Wind projects harder to move

The nature of wind turbines places stricter limits on siting alternatives, they acknowledge, and it may not be possible to mitigate impacts on a comparable scale without deciding to simply build wind resources outside the Marcellus region. Still,

Developing wind energy on disturbed lands rather than placing new developments within large and intact habitats would reduce cumulative impacts to wildlife. There is over 14 times the amount of wind energy potential on disturbed lands needed to meet the U.S. Department of Energy’s goal of generating 20% of the United States electricity with wind.

Despite the extensive wind resources across the U.S., the states comprising the majority of our study area (WV, PA, VA,) are unable to meet DOE projections within areas already disturbed. In these states wind energy potential is largely restricted to ridge tops, which often make up the heart of the last remaining intact natural ecosystems.

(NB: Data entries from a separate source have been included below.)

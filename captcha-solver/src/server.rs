use std::future::Future;

use anyhow::Context;
use axum::Router;
use tokio::net::TcpListener;

use crate::config::ServerConfig;

/// Bind the listen socket. Failure here (port in use, bad host) is fatal.
pub async fn bind(config: &ServerConfig) -> anyhow::Result<TcpListener> {
    let addr = format!("{}:{}", config.host, config.port);
    TcpListener::bind(&addr)
        .await
        .with_context(|| format!("failed to bind {addr}"))
}

/// Serve `app` on `listener` until `shutdown` resolves, then drain in-flight requests.
pub async fn serve<F>(listener: TcpListener, app: Router, shutdown: F) -> anyhow::Result<()>
where
    F: Future<Output = ()> + Send + 'static,
{
    axum::serve(listener, app)
        .with_graceful_shutdown(shutdown)
        .await
        .context("server error")
}

pub async fn shutdown_signal() {
    let ctrl_c = async {
        tokio::signal::ctrl_c()
            .await
            .expect("failed to install Ctrl+C handler");
    };

    #[cfg(unix)]
    let terminate = async {
        tokio::signal::unix::signal(tokio::signal::unix::SignalKind::terminate())
            .expect("failed to install SIGTERM handler")
            .recv()
            .await;
    };

    #[cfg(not(unix))]
    let terminate = std::future::pending::<()>();

    tokio::select! {
        _ = ctrl_c => {},
        _ = terminate => {},
    }

    tracing::info!("Shutdown signal received, draining connections...");
}
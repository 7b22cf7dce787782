use axum::extract::State;
use axum::Json;
use tracing::info;

use crate::api::dto::{ErrorResponse, SolveRequest, SolveResponse};
use crate::api::extractors::AppJson;
use crate::api::state::AppState;
use crate::error::Result;

/// `POST /solve`
///
/// Decodes the base64 image in `data`, runs OCR over it and returns the
/// trimmed text.
#[utoipa::path(
    post,
    path = "/solve",
    tag = "solve",
    request_body = SolveRequest,
    responses(
        (status = 200, description = "Text extracted from the image", body = SolveResponse),
        (status = 400, description = "Missing `data`, invalid base64 or undecodable image", body = ErrorResponse),
        (status = 413, description = "Request body too large", body = ErrorResponse),
        (status = 422, description = "OCR engine failed on the image", body = ErrorResponse),
        (status = 503, description = "OCR engine not available", body = ErrorResponse),
    )
)]
pub async fn solve(
    State(state): State<AppState>,
    AppJson(req): AppJson<SolveRequest>,
) -> Result<Json<SolveResponse>> {
    let solution = state.solver.solve(&req.data).await?;

    info!(chars = solution.chars().count(), "Captcha solved");

    Ok(Json(SolveResponse { solution }))
}
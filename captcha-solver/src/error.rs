use axum::{
    http::StatusCode,
    response::{IntoResponse, Response},
    Json,
};
use serde_json::json;
use thiserror::Error;

#[derive(Error, Debug)]
pub enum SolverError {
    #[error("Missing required field: {0}")]
    MissingField(String),

    #[error("Validation error: {0}")]
    Validation(String),

    #[error("Decode error: {0}")]
    Decode(String),

    #[error("Payload too large: {0}")]
    PayloadTooLarge(String),

    #[error("OCR error: {0}")]
    Ocr(String),

    #[error("OCR unavailable: {0}")]
    OcrUnavailable(String),

    #[error("Not found: {0}")]
    NotFound(String),

    #[error("Method not allowed: {0}")]
    MethodNotAllowed(String),

    #[error("Internal server error: {0}")]
    Internal(String),
}

impl SolverError {
    pub fn status(&self) -> StatusCode {
        match self {
            SolverError::MissingField(_) | SolverError::Validation(_) | SolverError::Decode(_) => {
                StatusCode::BAD_REQUEST
            }
            SolverError::PayloadTooLarge(_) => StatusCode::PAYLOAD_TOO_LARGE,
            SolverError::Ocr(_) => StatusCode::UNPROCESSABLE_ENTITY,
            SolverError::OcrUnavailable(_) => StatusCode::SERVICE_UNAVAILABLE,
            SolverError::NotFound(_) => StatusCode::NOT_FOUND,
            SolverError::MethodNotAllowed(_) => StatusCode::METHOD_NOT_ALLOWED,
            SolverError::Internal(_) => StatusCode::INTERNAL_SERVER_ERROR,
        }
    }
}

impl IntoResponse for SolverError {
    fn into_response(self) -> Response {
        let status = self.status();
        let message = match &self {
            SolverError::Internal(msg) => {
                tracing::error!(error = %msg, "Internal error while handling request");
                "An internal error occurred".to_string()
            }
            SolverError::OcrUnavailable(msg) => {
                tracing::error!(reason = %msg, "OCR engine unavailable");
                self.to_string()
            }
            other => {
                tracing::warn!(status = status.as_u16(), error = %other, "Request rejected");
                other.to_string()
            }
        };

        let body = Json(json!({
            "error": message,
            "code": status.as_u16()
        }));

        (status, body).into_response()
    }
}

pub type Result<T> = std::result::Result<T, SolverError>;

#[cfg(test)]
mod tests {
    use super::*;

    async fn body_json(response: Response) -> serde_json::Value {
        let bytes = axum::body::to_bytes(response.into_body(), usize::MAX)
            .await
            .unwrap();
        serde_json::from_slice(&bytes).unwrap()
    }

    #[test]
    fn client_errors_map_to_4xx() {
        assert_eq!(
            SolverError::MissingField("data".into()).status(),
            StatusCode::BAD_REQUEST
        );
        assert_eq!(
            SolverError::Decode("bad base64".into()).status(),
            StatusCode::BAD_REQUEST
        );
        assert_eq!(
            SolverError::Ocr("engine failed".into()).status(),
            StatusCode::UNPROCESSABLE_ENTITY
        );
        assert_eq!(
            SolverError::PayloadTooLarge("too big".into()).status(),
            StatusCode::PAYLOAD_TOO_LARGE
        );
    }

    #[test]
    fn unavailable_engine_is_503() {
        assert_eq!(
            SolverError::OcrUnavailable("no tessdata".into()).status(),
            StatusCode::SERVICE_UNAVAILABLE
        );
    }

    #[tokio::test]
    async fn error_body_is_json_with_code() {
        let response = SolverError::MissingField("data".into()).into_response();
        assert_eq!(response.status(), StatusCode::BAD_REQUEST);
        assert_eq!(
            response.headers()["content-type"],
            "application/json",
            "error responses must be JSON"
        );

        let json = body_json(response).await;
        assert_eq!(json["code"], 400);
        assert_eq!(json["error"], "Missing required field: data");
    }

    #[tokio::test]
    async fn internal_error_does_not_leak_details() {
        let response = SolverError::Internal("mutex poisoned at 0xdead".into()).into_response();
        assert_eq!(response.status(), StatusCode::INTERNAL_SERVER_ERROR);

        let json = body_json(response).await;
        assert_eq!(json["error"], "An internal error occurred");
    }
}
pub mod dto;
mod extractors;
pub mod handlers;
pub mod openapi;
mod routes;
mod state;

pub use extractors::AppJson;
pub use routes::create_router;
pub use state::AppState;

What stands in the way of smarter development over the dumber kind? I think we all know the answer to that one: Siting decisions with regional impact are still made on a project by project basis, whether it’s a natural gas field or a wind farm or, for that matter, a precious-metals mine proposed for Minnesota’s north woods.

The impacts from individual gas wells/wind turbines or even those of a single wind farm or gas field are likely to be manageable and compatible with broader landscape level conservation goals. Our analysis reveals it will be the cumulative impacts that pose the greatest challenge for landscape level conservation goals.

Unfortunately assessment of environmental impacts are made well by well or gas field by gas field with little or no attempt to assess cumulative impacts. Scenarios and scenario analysis have become popular approaches in pursuit of sustainable development. However, they are little used, at least in any formal way, in environmental impact assessment (EIA).

Fostering the use of scenario modeling, like the approach outlined here, can allow regulators to examine the potential consequences of development objectives quickly and inexpensively. We conclude by encouraging EIA practitioners to learn about the promise of scenario-based analysis and implement scenario-based methods so that EIA can become more effective in fostering sustainable development.